(TASK MATERIAL Opens)
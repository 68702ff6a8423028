use std::time::Duration;

use futures_util::Stream;
use tokio::time::{Instant, interval_at};
use tracing::{debug, warn};

use parley_types::events::GatewayEvent;

use crate::bus::{EventBus, Subscription};

/// Heartbeat interval: keeps proxies from closing an idle stream.
pub const HEARTBEAT_INTERVAL: Duration = Duration::from_secs(20);

#[derive(Debug, Clone, PartialEq, Eq, thiserror::Error)]
pub enum StreamError {
    #[error("conversation id is required")]
    MissingConversationId,

    #[error("events unavailable")]
    Unavailable,
}

/// One client's view of one conversation's events.
///
/// The bus subscription is taken in `open`, so a bus that shuts down before
/// the response starts is reported to the caller instead of producing an
/// empty stream. Everything the stream holds is released when it is dropped,
/// polled or not.
pub struct LiveStream {
    subscription: Subscription,
    conversation_id: String,
    heartbeat: Duration,
}

impl LiveStream {
    pub fn open(bus: &EventBus, conversation_id: &str) -> Result<Self, StreamError> {
        let conversation_id = conversation_id.trim();
        if conversation_id.is_empty() {
            return Err(StreamError::MissingConversationId);
        }

        let subscription = bus.subscribe_channel().map_err(|e| {
            warn!(conversation = %conversation_id, "live stream could not subscribe: {}", e);
            StreamError::Unavailable
        })?;
        debug!(conversation = %conversation_id, "live stream subscribed");

        Ok(Self {
            subscription,
            conversation_id: conversation_id.to_string(),
            heartbeat: HEARTBEAT_INTERVAL,
        })
    }

    pub fn with_heartbeat(mut self, heartbeat: Duration) -> Self {
        self.heartbeat = heartbeat;
        self
    }

    pub fn conversation_id(&self) -> &str {
        &self.conversation_id
    }

    /// `connected` first, then this conversation's events in bus order with
    /// a `ping` every heartbeat. Ends when the bus shuts down.
    pub fn into_events(self) -> impl Stream<Item = GatewayEvent> + Send + 'static {
        let Self {
            mut subscription,
            conversation_id,
            heartbeat,
        } = self;

        async_stream::stream! {
            yield GatewayEvent::Connected;

            let mut ticker = interval_at(Instant::now() + heartbeat, heartbeat);
            loop {
                let next = tokio::select! {
                    event = subscription.recv() => event,
                    _ = ticker.tick() => Some(GatewayEvent::Ping),
                };

                match next {
                    Some(event) if forwards(&event, &conversation_id) => yield event,
                    Some(_) => {}
                    None => {
                        debug!(conversation = %conversation_id, "bus closed, ending live stream");
                        break;
                    }
                }
            }
        }
    }
}

fn forwards(event: &GatewayEvent, conversation_id: &str) -> bool {
    match event.conversation_id() {
        Some(id) => id == conversation_id,
        None => matches!(event, GatewayEvent::Ping),
    }
}
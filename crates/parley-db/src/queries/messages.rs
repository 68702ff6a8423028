use anyhow::Result;
use chrono::{DateTime, Utc};
use rusqlite::{Connection, Row, params};

use parley_types::models::{ConversationStatus, Message};

use crate::models::NewMessage;
use crate::queries::{MAX_PAGE_SIZE, OptionalExt, enum_col, json_col, ts_col};
use crate::{Database, format_ts};

const MESSAGE_COLUMNS: &str = "id, conversation_id, role, sender, content, metadata, created_at";

impl Database {
    /// Append a message and bump the conversation's `last_message_at` in one
    /// transaction. Returns `None` when the conversation does not exist.
    pub fn insert_message(&self, msg: &NewMessage) -> Result<Option<Message>> {
        self.with_conn_mut(|conn| append(conn, msg, None))
    }

    /// Like `insert_message`, but only while the conversation is still in
    /// `expected`. Returns `None` when it is missing or its status moved.
    pub fn insert_message_if_status(
        &self,
        msg: &NewMessage,
        expected: ConversationStatus,
    ) -> Result<Option<Message>> {
        self.with_conn_mut(|conn| append(conn, msg, Some(expected)))
    }

    pub fn message_in_conversation(&self, conversation_id: &str, message_id: &str) -> Result<bool> {
        self.with_conn(|conn| {
            let found = conn
                .query_row(
                    "SELECT 1 FROM messages WHERE id = ?1 AND conversation_id = ?2",
                    params![message_id, conversation_id],
                    |_| Ok(()),
                )
                .optional()?;
            Ok(found.is_some())
        })
    }

    /// One page of history in ascending order. `after` is the id of the last
    /// message the caller already has.
    pub fn list_messages(
        &self,
        conversation_id: &str,
        after: Option<&str>,
        limit: u32,
    ) -> Result<Vec<Message>> {
        let limit = limit.clamp(1, MAX_PAGE_SIZE);
        self.with_conn(|conn| {
            let mut stmt = conn.prepare(&format!(
                "SELECT {MESSAGE_COLUMNS} FROM messages m
                 WHERE m.conversation_id = ?1
                   AND (?2 IS NULL OR (m.created_at, m.rowid) >
                        (SELECT c.created_at, c.rowid FROM messages c WHERE c.id = ?2))
                 ORDER BY m.created_at ASC, m.rowid ASC
                 LIMIT ?3"
            ))?;

            let rows = stmt
                .query_map(params![conversation_id, after, limit], message_from_row)?
                .collect::<std::result::Result<Vec<_>, _>>()?;
            Ok(rows)
        })
    }

    /// Full ordered transcript, used when escalating to a ticket.
    pub fn all_messages(&self, conversation_id: &str) -> Result<Vec<Message>> {
        self.with_conn(|conn| {
            let mut stmt = conn.prepare(&format!(
                "SELECT {MESSAGE_COLUMNS} FROM messages
                 WHERE conversation_id = ?1
                 ORDER BY created_at ASC, rowid ASC"
            ))?;

            let rows = stmt
                .query_map([conversation_id], message_from_row)?
                .collect::<std::result::Result<Vec<_>, _>>()?;
            Ok(rows)
        })
    }
}

/// Timestamp for the next message of a conversation: wall clock, but never
/// earlier than the newest message already stored, so history stays
/// non-decreasing even if the clock steps backwards.
fn append(
    conn: &mut Connection,
    msg: &NewMessage,
    expected: Option<ConversationStatus>,
) -> Result<Option<Message>> {
    let tx = conn.transaction()?;
    let ts = next_message_ts(&tx, &msg.conversation_id)?;
    let stamp = format_ts(&ts);

    let touched = match expected {
        Some(expected) => tx.execute(
            "UPDATE conversations SET last_message_at = ?1, updated_at = ?1
             WHERE id = ?2 AND status = ?3",
            params![stamp, msg.conversation_id, expected.as_str()],
        )?,
        None => tx.execute(
            "UPDATE conversations SET last_message_at = ?1, updated_at = ?1 WHERE id = ?2",
            params![stamp, msg.conversation_id],
        )?,
    };
    if touched == 0 {
        return Ok(None);
    }

    let message = insert_with_ts(&tx, msg, ts)?;
    tx.commit()?;
    Ok(Some(message))
}

pub(crate) fn next_message_ts(conn: &Connection, conversation_id: &str) -> Result<DateTime<Utc>> {
    let now = crate::now();
    let latest: Option<String> = conn.query_row(
        "SELECT MAX(created_at) FROM messages WHERE conversation_id = ?1",
        [conversation_id],
        |row| row.get(0),
    )?;

    match latest.as_deref().map(crate::parse_ts).transpose()? {
        Some(latest) if latest > now => Ok(latest),
        _ => Ok(now),
    }
}

pub(crate) fn insert_with_ts(conn: &Connection, msg: &NewMessage, ts: DateTime<Utc>) -> Result<Message> {
    let metadata = msg
        .metadata
        .as_ref()
        .map(serde_json::to_string)
        .transpose()?;

    conn.execute(
        "INSERT INTO messages (id, conversation_id, role, sender, content, metadata, created_at)
         VALUES (?1, ?2, ?3, ?4, ?5, ?6, ?7)",
        params![
            msg.id,
            msg.conversation_id,
            msg.role.as_str(),
            msg.sender,
            msg.content,
            metadata,
            format_ts(&ts),
        ],
    )?;

    Ok(Message {
        id: msg.id.clone(),
        conversation_id: msg.conversation_id.clone(),
        role: msg.role,
        sender: msg.sender.clone(),
        content: msg.content.clone(),
        metadata: msg.metadata.clone(),
        created_at: ts,
    })
}

pub(crate) fn message_from_row(row: &Row<'_>) -> rusqlite::Result<Message> {
    Ok(Message {
        id: row.get(0)?,
        conversation_id: row.get(1)?,
        role: enum_col(row, 2)?,
        sender: row.get(3)?,
        content: row.get(4)?,
        metadata: json_col(row, 5)?,
        created_at: ts_col(row, 6)?,
    })
}

#[cfg(test)]
mod tests {
    use parley_types::models::{ConversationStatus, MessageRole};

    use crate::Database;
    use crate::models::{NewConversation, NewMessage};

    fn setup() -> Database {
        let db = Database::open_in_memory().unwrap();
        db.create_conversation(&NewConversation {
            id: "c-1".into(),
            user_id: None,
            contact_email: None,
            contact_name: None,
            contact_phone: None,
        })
        .unwrap();
        db
    }

    fn msg(id: &str, content: &str) -> NewMessage {
        NewMessage {
            id: id.into(),
            conversation_id: "c-1".into(),
            role: MessageRole::User,
            sender: "guest".into(),
            content: content.into(),
            metadata: None,
        }
    }

    #[test]
    fn insert_bumps_last_message_at() {
        let db = setup();
        let before = db.get_conversation("c-1").unwrap().unwrap();

        let m = db.insert_message(&msg("m1", "hello")).unwrap().unwrap();

        let after = db.get_conversation("c-1").unwrap().unwrap();
        assert_eq!(after.last_message_at, m.created_at);
        assert!(after.last_message_at >= before.created_at);
    }

    #[test]
    fn insert_into_missing_conversation_returns_none() {
        let db = setup();
        let mut orphan = msg("m1", "hello");
        orphan.conversation_id = "nope".into();
        assert!(db.insert_message(&orphan).unwrap().is_none());
        assert!(db.all_messages("nope").unwrap().is_empty());
    }

    #[test]
    fn messages_come_back_in_insertion_order_with_non_decreasing_timestamps() {
        let db = setup();
        for i in 0..25 {
            db.insert_message(&msg(&format!("m{i:02}"), &format!("msg {i}"))).unwrap();
        }

        let all = db.all_messages("c-1").unwrap();
        assert_eq!(all.len(), 25);
        for pair in all.windows(2) {
            assert!(pair[0].created_at <= pair[1].created_at);
        }
        let ids: Vec<_> = all.iter().map(|m| m.id.as_str()).collect();
        let expected: Vec<String> = (0..25).map(|i| format!("m{i:02}")).collect();
        assert_eq!(ids, expected.iter().map(String::as_str).collect::<Vec<_>>());
    }

    #[test]
    fn cursor_pagination_walks_history_without_gaps() {
        let db = setup();
        for i in 0..7 {
            db.insert_message(&msg(&format!("m{i}"), "x")).unwrap();
        }

        let first = db.list_messages("c-1", None, 3).unwrap();
        assert_eq!(first.iter().map(|m| m.id.as_str()).collect::<Vec<_>>(), ["m0", "m1", "m2"]);

        let second = db.list_messages("c-1", Some("m2"), 3).unwrap();
        assert_eq!(second.iter().map(|m| m.id.as_str()).collect::<Vec<_>>(), ["m3", "m4", "m5"]);

        let last = db.list_messages("c-1", Some("m5"), 3).unwrap();
        assert_eq!(last.iter().map(|m| m.id.as_str()).collect::<Vec<_>>(), ["m6"]);

        assert!(db.list_messages("c-1", Some("m6"), 3).unwrap().is_empty());
    }

    #[test]
    fn metadata_round_trips() {
        let db = setup();
        let mut m = msg("m1", "took over");
        m.role = MessageRole::System;
        m.metadata = Some(serde_json::json!({ "event": "admin_takeover", "adminId": "a-1" }));
        db.insert_message(&m).unwrap();

        let stored = db.all_messages("c-1").unwrap().remove(0);
        assert_eq!(stored.role, MessageRole::System);
        assert_eq!(stored.metadata.unwrap()["adminId"], "a-1");
    }

    #[test]
    fn guarded_insert_requires_the_expected_status() {
        let db = setup();
        let mut reply = msg("m1", "assistant answer");
        reply.role = MessageRole::Assistant;
        assert!(
            db.insert_message_if_status(&reply, ConversationStatus::AiOnly)
                .unwrap()
                .is_some()
        );

        db.set_conversation_status("c-1", ConversationStatus::HumanActive, None)
            .unwrap();
        let mut late = msg("m2", "late answer");
        late.role = MessageRole::Assistant;
        assert!(
            db.insert_message_if_status(&late, ConversationStatus::AiOnly)
                .unwrap()
                .is_none()
        );

        let ids: Vec<_> = db.all_messages("c-1").unwrap().into_iter().map(|m| m.id).collect();
        assert_eq!(ids, ["m1"]);
    }

    #[test]
    fn membership_check_is_scoped_to_conversation() {
        let db = setup();
        db.insert_message(&msg("m1", "hi")).unwrap();
        assert!(db.message_in_conversation("c-1", "m1").unwrap());
        assert!(!db.message_in_conversation("c-2", "m1").unwrap());
    }
}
(TASK MATERIAL Closes)
* GOAL OF THE EXERCISE: For every line in the listing above that contains "System", copy that line.

* RESPONSE:
        m.role = MessageRole::System;
        assert_eq!(stored.role, MessageRole::System);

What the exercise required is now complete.